*Task item*. Within the entries below, find the lines that hold "container" and report only how many there are.

[[ Material for this exercise, beginning ]]

pub mod backend;

use chrono::{DateTime, Utc};
use serde::{Deserialize, Serialize};
use thiserror::Error;
use uuid::Uuid;

use crate::io::upload::FileFormat;
use crate::state::data_model::Dataset;

pub use backend::{FileStorage, KeyValueStorage, MemoryStorage, StorageError};

pub const STORAGE_KEY: &str = "jsoncel-data";
pub const SETTINGS_KEY: &str = "jsoncel-settings";
pub const STORAGE_VERSION: &str = "1.0.0";

/// Nominal budget for the whole envelope, matching a typical browser
/// local-storage quota.
pub const STORAGE_BUDGET_BYTES: usize = 5 * 1024 * 1024;

#[derive(Clone, Copy, Debug, Default, PartialEq, Eq, Serialize, Deserialize)]
#[serde(rename_all = "lowercase")]
pub enum ThemeMode {
    Light,
    Dark,
    #[default]
    System,
}

#[derive(Clone, Debug, PartialEq, Serialize, Deserialize)]
#[serde(rename_all = "camelCase", default)]
pub struct AppSettings {
    pub theme: ThemeMode,
    pub auto_save: bool,
    /// Milliseconds between auto-save polls.
    pub auto_save_interval: u64,
    pub default_format: FileFormat,
    pub max_projects: usize,
}

impl Default for AppSettings {
    fn default() -> Self {
        Self {
            theme: ThemeMode::System,
            auto_save: true,
            auto_save_interval: 5_000,
            default_format: FileFormat::Json,
            max_projects: 50,
        }
    }
}

pub const MAX_PROJECT_NAME_LEN: usize = 50;

#[derive(Debug, Error, PartialEq, Eq)]
pub enum ProjectNameError {
    #[error("project name is required")]
    Empty,
    #[error("project name must be at most {MAX_PROJECT_NAME_LEN} characters")]
    TooLong,
    #[error(
        "project name can only contain letters, numbers, spaces, hyphens, underscores, and dots"
    )]
    InvalidCharacters,
}

/// Checks a user-entered project name: trimmed, non-empty, at most
/// `MAX_PROJECT_NAME_LEN` characters, restricted to letters, numbers,
/// spaces, hyphens, underscores, and dots.
pub fn validate_project_name(name: &str) -> Result<(), ProjectNameError> {
    let name = name.trim();
    if name.is_empty() {
        return Err(ProjectNameError::Empty);
    }
    if name.chars().count() > MAX_PROJECT_NAME_LEN {
        return Err(ProjectNameError::TooLong);
    }
    let allowed = |ch: char| ch.is_ascii_alphanumeric() || matches!(ch, ' ' | '-' | '_' | '.');
    if !name.chars().all(allowed) {
        return Err(ProjectNameError::InvalidCharacters);
    }
    Ok(())
}

/// A named, persisted dataset. Dates round-trip as ISO strings.
#[derive(Clone, Debug, PartialEq, Serialize, Deserialize)]
#[serde(rename_all = "camelCase")]
pub struct Project {
    pub id: String,
    pub name: String,
    pub data: Dataset,
    #[serde(default, skip_serializing_if = "Option::is_none")]
    pub description: Option<String>,
    pub created_at: DateTime<Utc>,
    pub updated_at: DateTime<Utc>,
}

impl Project {
    pub fn new(name: &str, data: Dataset) -> Self {
        let now = Utc::now();
        Self {
            id: Uuid::new_v4().to_string(),
            name: name.to_string(),
            data,
            description: None,
            created_at: now,
            updated_at: now,
        }
    }
}

/// Projection of a project without its dataset payload, keeping list views
/// cheap.
#[derive(Clone, Debug, PartialEq, Serialize, Deserialize)]
#[serde(rename_all = "camelCase")]
pub struct ProjectMetadata {
    pub id: String,
    pub name: String,
    pub created_at: DateTime<Utc>,
    pub updated_at: DateTime<Utc>,
    pub row_count: usize,
    pub column_count: usize,
    #[serde(default, skip_serializing_if = "Option::is_none")]
    pub description: Option<String>,
}

/// Everything in one storage slot: all projects plus settings, versioned.
#[derive(Clone, Debug, PartialEq, Serialize, Deserialize)]
#[serde(rename_all = "camelCase")]
pub struct StorageEnvelope {
    pub projects: Vec<Project>,
    pub settings: AppSettings,
    pub version: String,
}

impl Default for StorageEnvelope {
    fn default() -> Self {
        Self {
            projects: Vec::new(),
            settings: AppSettings::default(),
            version: STORAGE_VERSION.to_string(),
        }
    }
}

#[derive(Clone, Copy, Debug, PartialEq)]
pub struct StorageInfo {
    pub used: usize,
    pub total: usize,
    pub percentage: f64,
}

/// The app's single persistence service, constructed once at startup and
/// passed to consumers. Reads are best-effort (defaults on failure, with a
/// log line); writes surface `StorageError`.
#[derive(Clone, Debug, PartialEq)]
pub struct ProjectStore<S: KeyValueStorage> {
    storage: S,
}

impl<S: KeyValueStorage> ProjectStore<S> {
    pub fn new(storage: S) -> Self {
        Self { storage }
    }

    /// Settings from the dedicated slot, merged over defaults; any failure
    /// falls back to defaults.
    pub fn settings(&self) -> AppSettings {
        match self.storage.get(SETTINGS_KEY) {
            Ok(Some(text)) => serde_json::from_str(&text).unwrap_or_else(|err| {
                log::error!("error loading settings: {err}");
                AppSettings::default()
            }),
            Ok(None) => AppSettings::default(),
            Err(err) => {
                log::error!("error loading settings: {err}");
                AppSettings::default()
            }
        }
    }

    /// Writes settings to their own slot and into the envelope (the
    /// duplication is deliberate; the envelope stays self-contained).
    pub fn save_settings(&mut self, settings: &AppSettings) -> Result<(), StorageError> {
        let text = serde_json::to_string(settings).map_err(|err| {
            log::error!("error serializing settings: {err}");
            StorageError::WriteFailed
        })?;
        self.storage.set(SETTINGS_KEY, &text)?;

        let mut envelope = self.envelope();
        envelope.settings = settings.clone();
        self.write_envelope(envelope)
    }

    /// Upserts by id. Beyond `max_projects` the least-recently-updated
    /// projects are evicted.
    pub fn save_project(&mut self, project: &Project) -> Result<(), StorageError> {
        let mut envelope = self.envelope();

        match envelope.projects.iter_mut().find(|p| p.id == project.id) {
            Some(existing) => *existing = project.clone(),
            None => envelope.projects.push(project.clone()),
        }

        let max_projects = self.settings().max_projects;
        if envelope.projects.len() > max_projects {
            envelope
                .projects
                .sort_by(|a, b| b.updated_at.cmp(&a.updated_at));
            envelope.projects.truncate(max_projects);
        }

        self.write_envelope(envelope)
    }

    pub fn load_project(&self, project_id: &str) -> Option<Project> {
        self.envelope()
            .projects
            .into_iter()
            .find(|p| p.id == project_id)
    }

    pub fn delete_project(&mut self, project_id: &str) -> Result<(), StorageError> {
        let mut envelope = self.envelope();
        envelope.projects.retain(|p| p.id != project_id);
        self.write_envelope(envelope)
    }

    /// Metadata projections only; the dataset payloads stay in storage.
    pub fn list_projects(&self) -> Vec<ProjectMetadata> {
        self.envelope()
            .projects
            .iter()
            .map(|project| ProjectMetadata {
                id: project.id.clone(),
                name: project.name.clone(),
                created_at: project.created_at,
                updated_at: project.updated_at,
                row_count: project.data.len(),
                column_count: project.data.first().map(|r| r.len()).unwrap_or(0),
                description: project.description.clone(),
            })
            .collect()
    }

    pub fn storage_info(&self) -> StorageInfo {
        let used = serde_json::to_string(&self.envelope())
            .map(|s| s.len())
            .unwrap_or(0);
        StorageInfo {
            used,
            total: STORAGE_BUDGET_BYTES,
            percentage: used as f64 / STORAGE_BUDGET_BYTES as f64 * 100.0,
        }
    }

    fn envelope(&self) -> StorageEnvelope {
        match self.storage.get(STORAGE_KEY) {
            Ok(Some(text)) => serde_json::from_str(&text).unwrap_or_else(|err| {
                log::error!("error reading storage envelope: {err}");
                StorageEnvelope::default()
            }),
            Ok(None) => StorageEnvelope::default(),
            Err(err) => {
                log::error!("error reading storage envelope: {err}");
                StorageEnvelope::default()
            }
        }
    }

    fn write_envelope(&mut self, mut envelope: StorageEnvelope) -> Result<(), StorageError> {
        envelope.version = STORAGE_VERSION.to_string();
        let text = serde_json::to_string(&envelope).map_err(|err| {
            log::error!("error serializing storage envelope: {err}");
            StorageError::WriteFailed
        })?;
        self.storage.set(STORAGE_KEY, &text)
    }
}

/// Debounce-by-polling auto-save: callers tick this on a timer and it only
/// writes when the serialized dataset actually changed since the last save.
#[derive(Clone, Debug, Default, PartialEq)]
pub struct AutoSaver {
    last_saved: Option<String>,
}

impl AutoSaver {
    pub fn new() -> Self {
        Self::default()
    }

    /// Saves `project` (with a fresh `updated_at`) when its dataset differs
    /// from the last saved snapshot. Returns whether a write happened.
    pub fn tick<S: KeyValueStorage>(
        &mut self,
        store: &mut ProjectStore<S>,
        project: &mut Project,
    ) -> Result<bool, StorageError> {
        let snapshot = serde_json::to_string(&project.data).map_err(|err| {
            log::error!("auto-save serialization failed: {err}");
            StorageError::WriteFailed
        })?;

        if self.last_saved.as_deref() == Some(snapshot.as_str()) {
            return Ok(false);
        }

        project.updated_at = Utc::now();
        store.save_project(project)?;
        self.last_saved = Some(snapshot);
        log::info!("auto-saved project: {}", project.name);
        Ok(true)
    }
}
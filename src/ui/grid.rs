use dioxus::prelude::{Key, Modifiers, *};

use crate::state::columns::Column;
use crate::state::data_model::{self, Record};
use crate::state::surface::{GridSurface, SortDirection};

#[derive(Clone, PartialEq)]
struct EditingCell {
    row: usize,
    col: usize,
    draft: String,
}

#[component]
pub fn Grid(
    surface: Signal<GridSurface>,
    show_filters: Signal<bool>,
    selected_row: Signal<Option<usize>>,
    selected_column: Signal<Option<String>>,
) -> Element {
    let editing = use_signal::<Option<EditingCell>>(|| None);
    let snapshot = surface.read().clone();
    let columns = snapshot.columns();
    let visible_rows = snapshot.visible_row_indices();
    let row_count = snapshot.row_count();
    let search_query = snapshot.search_query().to_string();
    let match_count = snapshot.search_results().len();
    let sort_spec = snapshot.sort_spec().cloned();
    let filters_visible = *show_filters.read();

    rsx! {
        if snapshot.search_open() {
            div { class: "search-bar", id: "search-bar",
                input {
                    class: "search-input",
                    id: "input-search",
                    placeholder: "Search all cells...",
                    value: "{search_query}",
                    autofocus: true,
                    oninput: move |evt| {
                        let query = evt.value();
                        surface.with_mut(|s| s.set_search_query(&query));
                    },
                    onkeydown: move |evt| {
                        if evt.key() == Key::Escape {
                            surface.with_mut(|s| s.close_search());
                        }
                    }
                }
                span { class: "search-count", "{match_count} matches" }
                button {
                    class: "search-close",
                    id: "btn-close-search",
                    onclick: move |_| {
                        surface.with_mut(|s| s.close_search());
                    },
                    "\u{2715}"
                }
            }
        }
        div {
            class: "grid-container",
            id: "grid-container",
            tabindex: "0",
            onkeydown: move |evt| {
                let ctrl_f = evt.modifiers().contains(Modifiers::CONTROL)
                    && matches!(evt.key(), Key::Character(ref c) if c.eq_ignore_ascii_case("f"));
                if ctrl_f {
                    evt.prevent_default();
                    surface.with_mut(|s| s.open_search());
                }
            },
            table {
                thead {
                    tr {
                        th { class: "row-number", "#" }
                        for (col_idx, col) in columns.iter().cloned().enumerate() {
                            GridHeader {
                                col_idx,
                                column: col,
                                sorted: sort_class(&sort_spec, &columns[col_idx]),
                                surface,
                                selected_column,
                            }
                        }
                    }
                    if filters_visible {
                        tr { class: "filter-row",
                            th { class: "row-number" }
                            for col in columns.iter().cloned() {
                                FilterCell { column: col, surface }
                            }
                        }
                    }
                }
                tbody {
                    for view_row in 0..row_count {
                        GridRow {
                            view_row,
                            data_index: visible_rows.get(view_row).copied(),
                            record: visible_rows
                                .get(view_row)
                                .and_then(|&idx| snapshot.data().get(idx))
                                .cloned(),
                            columns: columns.clone(),
                            search_query: search_query.clone(),
                            surface,
                            selected_row,
                            selected_column,
                            editing,
                        }
                    }
                }
            }
        }
    }
}

#[component]
fn GridHeader(
    col_idx: usize,
    column: Column,
    sorted: &'static str,
    surface: Signal<GridSurface>,
    selected_column: Signal<Option<String>>,
) -> Element {
    let is_selected = selected_column
        .read()
        .as_ref()
        .map(|id| *id == column.id)
        .unwrap_or(false);
    let mut class = String::from("col-header");
    if column.is_virtual() {
        class.push_str(" virtual-col");
    }
    if is_selected {
        class.push_str(" selected-col");
    }
    if !sorted.is_empty() {
        class.push(' ');
        class.push_str(sorted);
    }

    let column_id = column.id.clone();
    rsx! {
        th {
            class: "{class}",
            id: format!("col-{}", sanitize_id(&column.id)),
            style: "width: {column.width}px; min-width: {column.width}px;",
            onclick: move |_| {
                surface.with_mut(|s| {
                    s.sort_by(&column_id);
                });
                selected_column.set(Some(column_id.clone()));
            },
            "{column.title}"
        }
    }
}

#[component]
fn FilterCell(column: Column, surface: Signal<GridSurface>) -> Element {
    let query = surface
        .read()
        .filter_query(&column.id)
        .unwrap_or("")
        .to_string();
    let column_id = column.id.clone();
    rsx! {
        th { class: "filter-cell",
            input {
                class: "filter-input",
                id: format!("filter-{}", sanitize_id(&column.id)),
                placeholder: "Filter...",
                value: "{query}",
                oninput: move |evt| {
                    let value = evt.value();
                    surface.with_mut(|s| s.set_filter(&column_id, &value));
                }
            }
        }
    }
}

#[component]
fn GridRow(
    view_row: usize,
    data_index: Option<usize>,
    record: Option<Record>,
    columns: Vec<Column>,
    search_query: String,
    surface: Signal<GridSurface>,
    selected_row: Signal<Option<usize>>,
    selected_column: Signal<Option<String>>,
    editing: Signal<Option<EditingCell>>,
) -> Element {
    let is_selected = selected_row
        .read()
        .as_ref()
        .map(|&idx| Some(idx) == data_index)
        .unwrap_or(false);
    let mut row_class = if view_row % 2 == 0 { "even" } else { "odd" }.to_string();
    if data_index.is_none() {
        row_class.push_str(" virtual-row");
    }
    if is_selected {
        row_class.push_str(" selected-row");
    }

    rsx! {
        tr { class: "{row_class}", id: format!("row-{view_row}"),
            td {
                class: "row-number",
                onclick: move |_| {
                    let mut selected_row = selected_row;
                    selected_row.set(data_index);
                },
                "{view_row + 1}"
            }
            for (col_idx, col) in columns.iter().cloned().enumerate() {
                GridCell {
                    view_row,
                    col_idx,
                    display: record
                        .as_ref()
                        .and_then(|r| r.get(&col.id))
                        .map(data_model::display_value)
                        .unwrap_or_default(),
                    column: col,
                    search_query: search_query.clone(),
                    surface,
                    selected_column,
                    editing,
                }
            }
        }
    }
}

#[component]
fn GridCell(
    view_row: usize,
    col_idx: usize,
    display: String,
    column: Column,
    search_query: String,
    surface: Signal<GridSurface>,
    selected_column: Signal<Option<String>>,
    editing: Signal<Option<EditingCell>>,
) -> Element {
    let is_editing = editing
        .read()
        .as_ref()
        .map(|cell| cell.row == view_row && cell.col == col_idx)
        .unwrap_or(false);

    if is_editing {
        return rsx! {
            td { class: "editing-cell",
                input {
                    class: "cell-input",
                    id: format!("cell-input-{view_row}-{col_idx}"),
                    value: "{editing.read().as_ref().map(|cell| cell.draft.clone()).unwrap_or_default()}",
                    autofocus: true,
                    oninput: move |evt| {
                        let value = evt.value();
                        let mut editing = editing;
                        editing.with_mut(|cell| {
                            if let Some(cell) = cell {
                                cell.draft = value;
                            }
                        });
                    },
                    onblur: move |_| {
                        commit_edit(surface, editing);
                    },
                    onkeydown: move |evt| {
                        match evt.key() {
                            Key::Enter => commit_edit(surface, editing),
                            Key::Escape => cancel_edit(surface, editing),
                            _ => {}
                        }
                    }
                }
            }
        };
    }

    let mut class = String::from("cell");
    if cell_matches_query(&display, &search_query) {
        class.push_str(" search-match");
    }
    let column_id = column.id.clone();
    let display_for_edit = display.clone();

    rsx! {
        td {
            class: "{class}",
            id: format!("cell-{view_row}-{col_idx}"),
            onclick: move |_| {
                let mut selected_column = selected_column;
                selected_column.set(Some(column_id.clone()));
                surface.with_mut(|s| s.begin_edit(view_row, col_idx));
                let mut editing = editing;
                editing.set(Some(EditingCell {
                    row: view_row,
                    col: col_idx,
                    draft: display_for_edit.clone(),
                }));
            },
            "{display}"
        }
    }
}

fn commit_edit(mut surface: Signal<GridSurface>, mut editing: Signal<Option<EditingCell>>) {
    let edit = editing.read().as_ref().cloned();
    if let Some(edit) = edit {
        surface.with_mut(|s| {
            s.commit_edit(&edit.draft);
        });
    }
    editing.set(None);
}

fn cancel_edit(mut surface: Signal<GridSurface>, mut editing: Signal<Option<EditingCell>>) {
    surface.with_mut(|s| s.cancel_edit());
    editing.set(None);
}

fn sort_class(
    sort_spec: &Option<crate::state::surface::SortSpec>,
    column: &Column,
) -> &'static str {
    match sort_spec.as_ref() {
        Some(spec) if spec.column == column.id => match spec.direction {
            SortDirection::Asc => "sorted-asc",
            SortDirection::Desc => "sorted-desc",
        },
        _ => "",
    }
}

fn sanitize_id(value: &str) -> String {
    value
        .chars()
        .map(|ch| if ch.is_ascii_alphanumeric() { ch } else { '_' })
        .collect()
}

fn cell_matches_query(display: &str, query: &str) -> bool {
    if query.trim().is_empty() {
        return false;
    }
    display
        .to_ascii_lowercase()
        .contains(&query.trim().to_ascii_lowercase())
}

[[ Material for this exercise, end ]]

*Completed task*. 2